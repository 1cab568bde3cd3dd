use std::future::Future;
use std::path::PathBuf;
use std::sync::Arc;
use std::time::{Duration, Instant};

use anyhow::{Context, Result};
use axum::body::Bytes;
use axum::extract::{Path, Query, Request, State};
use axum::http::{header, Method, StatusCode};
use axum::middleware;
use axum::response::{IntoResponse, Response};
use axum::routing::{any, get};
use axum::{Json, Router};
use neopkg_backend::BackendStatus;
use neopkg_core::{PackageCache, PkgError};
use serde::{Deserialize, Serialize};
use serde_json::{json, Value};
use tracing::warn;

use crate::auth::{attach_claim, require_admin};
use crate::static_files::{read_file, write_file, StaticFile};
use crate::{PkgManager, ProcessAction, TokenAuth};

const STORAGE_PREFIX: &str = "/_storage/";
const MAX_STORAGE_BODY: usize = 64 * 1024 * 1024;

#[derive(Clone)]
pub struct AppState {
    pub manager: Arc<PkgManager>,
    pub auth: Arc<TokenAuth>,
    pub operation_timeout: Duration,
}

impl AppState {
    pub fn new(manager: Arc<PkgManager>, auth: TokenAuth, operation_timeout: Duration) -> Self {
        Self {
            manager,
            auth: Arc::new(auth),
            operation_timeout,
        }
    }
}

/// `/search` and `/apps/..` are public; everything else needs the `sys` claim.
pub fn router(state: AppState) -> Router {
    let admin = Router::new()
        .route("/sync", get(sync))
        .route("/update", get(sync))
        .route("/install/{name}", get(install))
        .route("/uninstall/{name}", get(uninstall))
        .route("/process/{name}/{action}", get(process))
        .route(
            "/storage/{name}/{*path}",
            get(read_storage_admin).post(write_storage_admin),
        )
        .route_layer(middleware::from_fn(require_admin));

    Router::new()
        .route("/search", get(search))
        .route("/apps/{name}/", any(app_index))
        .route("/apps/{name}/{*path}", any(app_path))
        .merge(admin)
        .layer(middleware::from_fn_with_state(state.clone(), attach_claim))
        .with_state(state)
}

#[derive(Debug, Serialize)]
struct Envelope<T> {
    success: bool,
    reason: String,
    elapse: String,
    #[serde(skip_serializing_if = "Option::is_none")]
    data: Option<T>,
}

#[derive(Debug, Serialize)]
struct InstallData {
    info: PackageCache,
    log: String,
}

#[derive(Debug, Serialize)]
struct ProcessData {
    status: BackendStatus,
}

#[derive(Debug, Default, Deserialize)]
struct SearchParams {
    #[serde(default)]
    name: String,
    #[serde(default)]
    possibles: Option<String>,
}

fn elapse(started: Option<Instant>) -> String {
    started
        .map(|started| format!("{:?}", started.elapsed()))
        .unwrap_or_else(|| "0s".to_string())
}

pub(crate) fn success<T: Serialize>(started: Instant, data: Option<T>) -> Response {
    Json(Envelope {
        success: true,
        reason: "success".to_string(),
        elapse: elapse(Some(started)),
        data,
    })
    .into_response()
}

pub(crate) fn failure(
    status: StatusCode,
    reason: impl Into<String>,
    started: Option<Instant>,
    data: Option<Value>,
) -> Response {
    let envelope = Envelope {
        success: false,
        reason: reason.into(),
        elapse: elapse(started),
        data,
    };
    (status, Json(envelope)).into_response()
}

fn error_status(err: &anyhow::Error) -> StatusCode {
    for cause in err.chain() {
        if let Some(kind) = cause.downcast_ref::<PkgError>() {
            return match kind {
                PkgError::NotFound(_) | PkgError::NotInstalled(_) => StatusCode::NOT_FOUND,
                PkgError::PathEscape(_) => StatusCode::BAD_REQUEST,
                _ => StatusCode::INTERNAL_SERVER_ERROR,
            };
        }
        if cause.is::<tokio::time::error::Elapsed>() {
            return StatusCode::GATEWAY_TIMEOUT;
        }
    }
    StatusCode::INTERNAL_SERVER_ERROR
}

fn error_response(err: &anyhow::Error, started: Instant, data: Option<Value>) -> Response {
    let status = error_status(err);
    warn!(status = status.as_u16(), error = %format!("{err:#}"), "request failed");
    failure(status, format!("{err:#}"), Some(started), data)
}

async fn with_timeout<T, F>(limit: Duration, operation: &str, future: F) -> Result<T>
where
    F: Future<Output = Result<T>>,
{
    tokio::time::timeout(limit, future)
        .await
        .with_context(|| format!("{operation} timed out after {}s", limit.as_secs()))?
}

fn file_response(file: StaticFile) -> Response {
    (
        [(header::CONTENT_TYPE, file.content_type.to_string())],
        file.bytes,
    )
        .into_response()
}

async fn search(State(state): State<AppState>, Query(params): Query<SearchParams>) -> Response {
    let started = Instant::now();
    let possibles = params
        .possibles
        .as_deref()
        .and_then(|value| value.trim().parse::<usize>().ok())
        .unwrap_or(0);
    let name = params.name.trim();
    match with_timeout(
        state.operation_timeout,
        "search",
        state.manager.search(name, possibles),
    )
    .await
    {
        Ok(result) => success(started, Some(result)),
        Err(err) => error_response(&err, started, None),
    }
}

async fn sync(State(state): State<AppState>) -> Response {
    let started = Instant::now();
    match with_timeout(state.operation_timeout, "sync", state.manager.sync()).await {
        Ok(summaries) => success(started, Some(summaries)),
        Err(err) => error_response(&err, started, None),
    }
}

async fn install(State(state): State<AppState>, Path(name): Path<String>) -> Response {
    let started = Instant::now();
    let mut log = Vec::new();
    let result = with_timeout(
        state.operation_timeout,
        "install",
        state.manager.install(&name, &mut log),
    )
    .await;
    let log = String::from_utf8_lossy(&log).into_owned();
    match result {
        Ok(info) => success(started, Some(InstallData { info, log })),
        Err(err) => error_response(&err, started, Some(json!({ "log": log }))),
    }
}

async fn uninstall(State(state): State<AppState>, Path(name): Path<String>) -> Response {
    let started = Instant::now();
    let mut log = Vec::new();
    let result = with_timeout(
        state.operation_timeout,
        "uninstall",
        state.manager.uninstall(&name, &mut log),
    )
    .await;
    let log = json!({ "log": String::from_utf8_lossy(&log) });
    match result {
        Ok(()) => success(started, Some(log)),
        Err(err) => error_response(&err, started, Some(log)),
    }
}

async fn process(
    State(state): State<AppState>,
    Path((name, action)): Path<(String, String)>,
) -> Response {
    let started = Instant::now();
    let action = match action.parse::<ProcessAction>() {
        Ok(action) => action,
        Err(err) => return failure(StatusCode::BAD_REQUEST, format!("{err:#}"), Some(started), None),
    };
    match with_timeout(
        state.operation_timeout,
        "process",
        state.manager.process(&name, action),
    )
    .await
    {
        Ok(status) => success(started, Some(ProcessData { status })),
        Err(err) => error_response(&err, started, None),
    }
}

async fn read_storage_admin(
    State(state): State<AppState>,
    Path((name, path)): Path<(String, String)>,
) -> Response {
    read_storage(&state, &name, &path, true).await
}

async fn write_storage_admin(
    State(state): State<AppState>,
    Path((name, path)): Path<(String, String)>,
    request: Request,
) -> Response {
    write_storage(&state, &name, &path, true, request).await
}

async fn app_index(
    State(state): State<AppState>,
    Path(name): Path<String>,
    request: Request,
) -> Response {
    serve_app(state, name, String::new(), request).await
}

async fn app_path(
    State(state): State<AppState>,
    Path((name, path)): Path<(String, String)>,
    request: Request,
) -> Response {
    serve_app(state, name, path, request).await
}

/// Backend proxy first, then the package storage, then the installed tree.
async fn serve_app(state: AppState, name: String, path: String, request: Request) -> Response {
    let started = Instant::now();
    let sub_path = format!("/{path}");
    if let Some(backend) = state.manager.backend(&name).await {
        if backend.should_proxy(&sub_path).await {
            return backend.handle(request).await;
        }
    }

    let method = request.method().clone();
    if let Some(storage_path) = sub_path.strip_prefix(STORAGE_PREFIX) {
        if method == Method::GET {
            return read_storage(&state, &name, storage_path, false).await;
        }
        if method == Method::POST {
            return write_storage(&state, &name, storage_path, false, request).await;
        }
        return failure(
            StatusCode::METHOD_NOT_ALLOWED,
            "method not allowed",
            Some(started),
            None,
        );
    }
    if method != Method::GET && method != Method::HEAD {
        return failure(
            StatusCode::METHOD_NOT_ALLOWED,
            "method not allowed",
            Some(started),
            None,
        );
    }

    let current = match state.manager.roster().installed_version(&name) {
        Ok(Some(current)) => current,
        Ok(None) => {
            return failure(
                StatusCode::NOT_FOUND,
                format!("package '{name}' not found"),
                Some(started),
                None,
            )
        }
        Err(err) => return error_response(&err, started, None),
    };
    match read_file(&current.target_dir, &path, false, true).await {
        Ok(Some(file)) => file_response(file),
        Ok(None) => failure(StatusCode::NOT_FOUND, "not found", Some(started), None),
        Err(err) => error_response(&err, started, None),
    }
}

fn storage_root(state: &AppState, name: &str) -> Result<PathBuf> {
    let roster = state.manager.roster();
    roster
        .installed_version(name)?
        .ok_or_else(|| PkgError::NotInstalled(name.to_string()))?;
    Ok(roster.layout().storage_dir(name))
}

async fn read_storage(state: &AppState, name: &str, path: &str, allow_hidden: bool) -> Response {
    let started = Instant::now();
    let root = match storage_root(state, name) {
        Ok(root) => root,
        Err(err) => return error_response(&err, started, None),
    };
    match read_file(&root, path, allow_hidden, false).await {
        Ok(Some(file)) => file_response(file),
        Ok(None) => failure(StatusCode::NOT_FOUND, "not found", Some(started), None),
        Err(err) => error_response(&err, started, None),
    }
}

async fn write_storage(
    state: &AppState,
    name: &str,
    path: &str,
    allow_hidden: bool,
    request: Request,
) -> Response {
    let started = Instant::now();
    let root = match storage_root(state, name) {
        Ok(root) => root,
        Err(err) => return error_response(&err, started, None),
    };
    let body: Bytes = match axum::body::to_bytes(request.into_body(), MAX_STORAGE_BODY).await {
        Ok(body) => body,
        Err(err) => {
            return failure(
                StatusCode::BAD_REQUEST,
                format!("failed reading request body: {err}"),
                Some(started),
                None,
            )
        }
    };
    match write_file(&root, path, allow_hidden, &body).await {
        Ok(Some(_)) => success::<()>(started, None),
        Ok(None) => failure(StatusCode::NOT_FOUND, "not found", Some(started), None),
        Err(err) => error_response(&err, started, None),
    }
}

■ What to produce ■
Considering only lines of the records that hold the string "kind", state how many there are and nothing else.

■ Completed exercise ■
2